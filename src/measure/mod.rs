//! Distance measurement on the map.
//!
//! While the tool is active a draw interaction runs on a scratch layer and a
//! tooltip follows the sketch. Finished sketches leave a static label behind;
//! deactivating the tool removes the interaction and every label.

pub mod sphere;

use std::cell::RefCell;
use std::rc::{Rc, Weak};

use crate::map::{MapEngine, SketchHandle, TooltipHandle};
use crate::types::Coordinate;

use sphere::{format_area, format_length, line_length, polygon_area};

/// Geometry type of the draw interaction.
#[derive(Debug, Clone, Copy, PartialEq, Eq)]
pub enum SketchKind {
    LineString,
    Polygon,
}

impl SketchKind {
    /// OpenLayers geometry type name.
    pub fn as_str(&self) -> &'static str {
        match self {
            SketchKind::LineString => "LineString",
            SketchKind::Polygon => "Polygon",
        }
    }
}

/// The geometry being drawn, in `(lon, lat)` degrees.
#[derive(Debug, Clone, PartialEq)]
pub enum SketchGeometry {
    LineString(Vec<Coordinate>),
    /// Outer ring first.
    Polygon(Vec<Vec<Coordinate>>),
}

impl SketchGeometry {
    /// Formatted length or area on the sphere.
    pub fn measurement(&self) -> String {
        match self {
            SketchGeometry::LineString(coords) => format_length(line_length(coords)),
            SketchGeometry::Polygon(rings) => format_area(polygon_area(rings)),
        }
    }
}

/// Draw interaction events.
#[derive(Debug, Clone, PartialEq)]
pub enum SketchEvent {
    Start,
    /// `anchor` is where the tooltip goes, in map coordinates: the last
    /// vertex of a line or the interior point of a polygon.
    Change {
        geometry: SketchGeometry,
        anchor: Coordinate,
    },
    End,
}

/// One activation of the tool.
struct MeasureSession {
    engine: Rc<dyn MapEngine>,
    sketch: Option<SketchHandle>,
    live: Option<TooltipHandle>,
    frozen: Vec<TooltipHandle>,
    drawing: bool,
}

impl MeasureSession {
    fn handle(&mut self, event: SketchEvent) {
        match event {
            SketchEvent::Start => self.drawing = true,
            SketchEvent::Change { geometry, anchor } => {
                if !self.drawing {
                    return;
                }
                if let Some(tooltip) = self.live {
                    self.engine
                        .update_tooltip(tooltip, &geometry.measurement(), anchor);
                }
            }
            SketchEvent::End => {
                self.drawing = false;
                if let Some(tooltip) = self.live.take() {
                    self.engine.freeze_tooltip(tooltip);
                    self.frozen.push(tooltip);
                }
                self.live = Some(self.engine.create_tooltip());
            }
        }
    }

    fn close(&mut self) {
        if let Some(sketch) = self.sketch.take() {
            self.engine.end_sketch(sketch);
        }
        for tooltip in self.live.take().into_iter().chain(self.frozen.drain(..)) {
            self.engine.remove_tooltip(tooltip);
        }
        self.drawing = false;
    }
}

/// Toolbar state of the measure button.
#[derive(Default)]
pub struct MeasureTool {
    session: Option<Rc<RefCell<MeasureSession>>>,
}

impl MeasureTool {
    pub fn new() -> Self {
        Self::default()
    }

    pub fn is_active(&self) -> bool {
        self.session.is_some()
    }

    /// Flip the tool. Returns whether it is now active.
    pub fn toggle(&mut self, engine: Rc<dyn MapEngine>) -> bool {
        match self.session.take() {
            Some(session) => {
                session.borrow_mut().close();
                log::debug!("Measure tool deactivated");
                false
            }
            None => {
                self.session = Some(Self::open(engine, SketchKind::LineString));
                log::debug!("Measure tool activated");
                true
            }
        }
    }

    fn open(engine: Rc<dyn MapEngine>, kind: SketchKind) -> Rc<RefCell<MeasureSession>> {
        let live = engine.create_tooltip();
        let session = Rc::new(RefCell::new(MeasureSession {
            engine: engine.clone(),
            sketch: None,
            live: Some(live),
            frozen: Vec::new(),
            drawing: false,
        }));

        let weak: Weak<RefCell<MeasureSession>> = Rc::downgrade(&session);
        let sketch = engine.begin_sketch(
            kind,
            Box::new(move |event| {
                if let Some(session) = weak.upgrade() {
                    session.borrow_mut().handle(event);
                }
            }),
        );
        session.borrow_mut().sketch = Some(sketch);
        session
    }
}

impl Drop for MeasureTool {
    fn drop(&mut self) {
        if let Some(session) = self.session.take() {
            session.borrow_mut().close();
        }
    }
}

#[cfg(test)]
mod tests {
    use super::*;
    use crate::map::fake::FakeEngine;

    /// A northward line of `meters` with its tooltip anchor.
    fn line(meters: f64) -> SketchEvent {
        let start = Coordinate::new(60.6122, 55.1544);
        let end = Coordinate::new(start.x, start.y + (meters / sphere::EARTH_RADIUS).to_degrees());
        SketchEvent::Change {
            geometry: SketchGeometry::LineString(vec![start, end]),
            anchor: Coordinate::new(6_747_000.0, 7_385_000.0 + meters),
        }
    }

    fn engine() -> (Rc<FakeEngine>, Rc<dyn MapEngine>) {
        let fake = Rc::new(FakeEngine::new());
        let shared: Rc<dyn MapEngine> = fake.clone();
        (fake, shared)
    }

    #[test]
    fn test_activation_adds_line_sketch_and_tooltip() {
        let (fake, shared) = engine();
        let mut tool = MeasureTool::new();
        assert!(tool.toggle(shared));
        assert!(tool.is_active());
        assert_eq!(fake.sketch_count(), 1);
        assert_eq!(fake.sketch_kind(), Some(SketchKind::LineString));
        assert_eq!(fake.tooltip_count(), 1);
    }

    #[test]
    fn test_live_tooltip_follows_sketch() {
        let (fake, shared) = engine();
        let mut tool = MeasureTool::new();
        tool.toggle(shared);

        // changes before drawstart are ignored
        fake.sketch(line(500.0));
        assert_eq!(fake.live_tooltip().unwrap().text, "");

        fake.sketch(SketchEvent::Start);
        fake.sketch(line(500.0));
        assert_eq!(fake.live_tooltip().unwrap().text, "500 m");

        fake.sketch(line(1500.0));
        let live = fake.live_tooltip().unwrap();
        assert_eq!(live.text, "1.5 km");
        assert_eq!(live.position, Some(Coordinate::new(6_747_000.0, 7_386_500.0)));
    }

    #[test]
    fn test_drawend_freezes_and_starts_new_tooltip() {
        let (fake, shared) = engine();
        let mut tool = MeasureTool::new();
        tool.toggle(shared);

        for meters in [500.0, 1500.0] {
            fake.sketch(SketchEvent::Start);
            fake.sketch(line(meters));
            fake.sketch(SketchEvent::End);
        }

        let frozen: Vec<String> = fake.frozen_tooltips().into_iter().map(|t| t.text).collect();
        assert_eq!(frozen, vec!["500 m".to_string(), "1.5 km".to_string()]);
        assert_eq!(fake.live_tooltip().unwrap().text, "");
        assert_eq!(fake.tooltip_count(), 3);
    }

    #[test]
    fn test_deactivation_removes_every_overlay() {
        let (fake, shared) = engine();
        let mut tool = MeasureTool::new();
        tool.toggle(shared.clone());
        fake.sketch(SketchEvent::Start);
        fake.sketch(line(500.0));
        fake.sketch(SketchEvent::End);
        fake.sketch(SketchEvent::Start);
        fake.sketch(line(700.0));

        assert!(!tool.toggle(shared));
        assert!(!tool.is_active());
        assert_eq!(fake.sketch_count(), 0);
        assert_eq!(fake.tooltip_count(), 0);
    }

    #[test]
    fn test_polygon_measurement_in_square_km() {
        let ring: Vec<Coordinate> = [(60.0, 55.0), (60.01, 55.0), (60.01, 55.01), (60.0, 55.01), (60.0, 55.0)]
            .into_iter()
            .map(|(lon, lat)| Coordinate::new(lon, lat))
            .collect();
        // about 0.71 km² at this latitude
        assert_eq!(SketchGeometry::Polygon(vec![ring]).measurement(), "0.71 km²");
    }
}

--------

Task details: The records above need to be transcribed in full. Keep every character unchanged.

Your solution:
filename src/measure/mod.rs
//! Distance measurement on the map.
//!
//! While the tool is active a draw interaction runs on a scratch layer and a
//! tooltip follows the sketch. Finished sketches leave a static label behind;
//! deactivating the tool removes the interaction and every label.

pub mod sphere;

use std::cell::RefCell;
use std::rc::{Rc, Weak};

use crate::map::{MapEngine, SketchHandle, TooltipHandle};
use crate::types::Coordinate;

use sphere::{format_area, format_length, line_length, polygon_area};

/// Geometry type of the draw interaction.
#[derive(Debug, Clone, Copy, PartialEq, Eq)]
pub enum SketchKind {
    LineString,
    Polygon,
}

impl SketchKind {
    /// OpenLayers geometry type name.
    pub fn as_str(&self) -> &'static str {
        match self {
            SketchKind::LineString => "LineString",
            SketchKind::Polygon => "Polygon",
        }
    }
}

/// The geometry being drawn, in `(lon, lat)` degrees.
#[derive(Debug, Clone, PartialEq)]
pub enum SketchGeometry {
    LineString(Vec<Coordinate>),
    /// Outer ring first.
    Polygon(Vec<Vec<Coordinate>>),
}

impl SketchGeometry {
    /// Formatted length or area on the sphere.
    pub fn measurement(&self) -> String {
        match self {
            SketchGeometry::LineString(coords) => format_length(line_length(coords)),
            SketchGeometry::Polygon(rings) => format_area(polygon_area(rings)),
        }
    }
}

/// Draw interaction events.
#[derive(Debug, Clone, PartialEq)]
pub enum SketchEvent {
    Start,
    /// `anchor` is where the tooltip goes, in map coordinates: the last
    /// vertex of a line or the interior point of a polygon.
    Change {
        geometry: SketchGeometry,
        anchor: Coordinate,
    },
    End,
}

/// One activation of the tool.
struct MeasureSession {
    engine: Rc<dyn MapEngine>,
    sketch: Option<SketchHandle>,
    live: Option<TooltipHandle>,
    frozen: Vec<TooltipHandle>,
    drawing: bool,
}

impl MeasureSession {
    fn handle(&mut self, event: SketchEvent) {
        match event {
            SketchEvent::Start => self.drawing = true,
            SketchEvent::Change { geometry, anchor } => {
                if !self.drawing {
                    return;
                }
                if let Some(tooltip) = self.live {
                    self.engine
                        .update_tooltip(tooltip, &geometry.measurement(), anchor);
                }
            }
            SketchEvent::End => {
                self.drawing = false;
                if let Some(tooltip) = self.live.take() {
                    self.engine.freeze_tooltip(tooltip);
                    self.frozen.push(tooltip);
                }
                self.live = Some(self.engine.create_tooltip());
            }
        }
    }

    fn close(&mut self) {
        if let Some(sketch) = self.sketch.take() {
            self.engine.end_sketch(sketch);
        }
        for tooltip in self.live.take().into_iter().chain(self.frozen.drain(..)) {
            self.engine.remove_tooltip(tooltip);
        }
        self.drawing = false;
    }
}

/// Toolbar state of the measure button.
#[derive(Default)]
pub struct MeasureTool {
    session: Option<Rc<RefCell<MeasureSession>>>,
}

impl MeasureTool {
    pub fn new() -> Self {
        Self::default()
    }

    pub fn is_active(&self) -> bool {
        self.session.is_some()
    }

    /// Flip the tool. Returns whether it is now active.
    pub fn toggle(&mut self, engine: Rc<dyn MapEngine>) -> bool {
        match self.session.take() {
            Some(session) => {
                session.borrow_mut().close();
                log::debug!("Measure tool deactivated");
                false
            }
            None => {
                self.session = Some(Self::open(engine, SketchKind::LineString));
                log::debug!("Measure tool activated");
                true
            }
        }
    }

    fn open(engine: Rc<dyn MapEngine>, kind: SketchKind) -> Rc<RefCell<MeasureSession>> {
        let live = engine.create_tooltip();
        let session = Rc::new(RefCell::new(MeasureSession {
            engine: engine.clone(),
            sketch: None,
            live: Some(live),
            frozen: Vec::new(),
            drawing: false,
        }));

        let weak: Weak<RefCell<MeasureSession>> = Rc::downgrade(&session);
        let sketch = engine.begin_sketch(
            kind,
            Box::new(move |event| {
                if let Some(session) = weak.upgrade() {
                    session.borrow_mut().handle(event);
                }
            }),
        );
        session.borrow_mut().sketch = Some(sketch);
        session
    }
}

impl Drop for MeasureTool {
    fn drop(&mut self) {
        if let Some(session) = self.session.take() {
            session.borrow_mut().close();
        }
    }
}

#[cfg(test)]
mod tests {
    use super::*;
    use crate::map::fake::FakeEngine;

    /// A northward line of `meters` with its tooltip anchor.
    fn line(meters: f64) -> SketchEvent {
        let start = Coordinate::new(60.6122, 55.1544);
        let end = Coordinate::new(start.x, start.y + (meters / sphere::EARTH_RADIUS).to_degrees());
        SketchEvent::Change {
            geometry: SketchGeometry::LineString(vec![start, end]),
            anchor: Coordinate::new(6_747_000.0, 7_385_000.0 + meters),
        }
    }

    fn engine() -> (Rc<FakeEngine>, Rc<dyn MapEngine>) {
        let fake = Rc::new(FakeEngine::new());
        let shared: Rc<dyn MapEngine> = fake.clone();
        (fake, shared)
    }

    #[test]
    fn test_activation_adds_line_sketch_and_tooltip() {
        let (fake, shared) = engine();
        let mut tool = MeasureTool::new();
        assert!(tool.toggle(shared));
        assert!(tool.is_active());
        assert_eq!(fake.sketch_count(), 1);
        assert_eq!(fake.sketch_kind(), Some(SketchKind::LineString));
        assert_eq!(fake.tooltip_count(), 1);
    }

    #[test]
    fn test_live_tooltip_follows_sketch() {
        let (fake, shared) = engine();
        let mut tool = MeasureTool::new();
        tool.toggle(shared);

        // changes before drawstart are ignored
        fake.sketch(line(500.0));
        assert_eq!(fake.live_tooltip().unwrap().text, "");

        fake.sketch(SketchEvent::Start);
        fake.sketch(line(500.0));
        assert_eq!(fake.live_tooltip().unwrap().text, "500 m");

        fake.sketch(line(1500.0));
        let live = fake.live_tooltip().unwrap();
        assert_eq!(live.text, "1.5 km");
        assert_eq!(live.position, Some(Coordinate::new(6_747_000.0, 7_386_500.0)));
    }

    #[test]
    fn test_drawend_freezes_and_starts_new_tooltip() {
        let (fake, shared) = engine();
        let mut tool = MeasureTool::new();
        tool.toggle(shared);

        for meters in [500.0, 1500.0] {
            fake.sketch(SketchEvent::Start);
            fake.sketch(line(meters));
            fake.sketch(SketchEvent::End);
        }

        let frozen: Vec<String> = fake.frozen_tooltips().into_iter().map(|t| t.text).collect();
        assert_eq!(frozen, vec!["500 m".to_string(), "1.5 km".to_string()]);
        assert_eq!(fake.live_tooltip().unwrap().text, "");
        assert_eq!(fake.tooltip_count(), 3);
    }

    #[test]
    fn test_deactivation_removes_every_overlay() {
        let (fake, shared) = engine();
        let mut tool = MeasureTool::new();
        tool.toggle(shared.clone());
        fake.sketch(SketchEvent::Start);
        fake.sketch(line(500.0));
        fake.sketch(SketchEvent::End);
        fake.sketch(SketchEvent::Start);
        fake.sketch(line(700.0));

        assert!(!tool.toggle(shared));
        assert!(!tool.is_active());
        assert_eq!(fake.sketch_count(), 0);
        assert_eq!(fake.tooltip_count(), 0);
    }

    #[test]
    fn test_polygon_measurement_in_square_km() {
        let ring: Vec<Coordinate> = [(60.0, 55.0), (60.01, 55.0), (60.01, 55.01), (60.0, 55.01), (60.0, 55.0)]
            .into_iter()
            .map(|(lon, lat)| Coordinate::new(lon, lat))
            .collect();
        // about 0.71 km² at this latitude
        assert_eq!(SketchGeometry::Polygon(vec![ring]).measurement(), "0.71 km²");
    }
}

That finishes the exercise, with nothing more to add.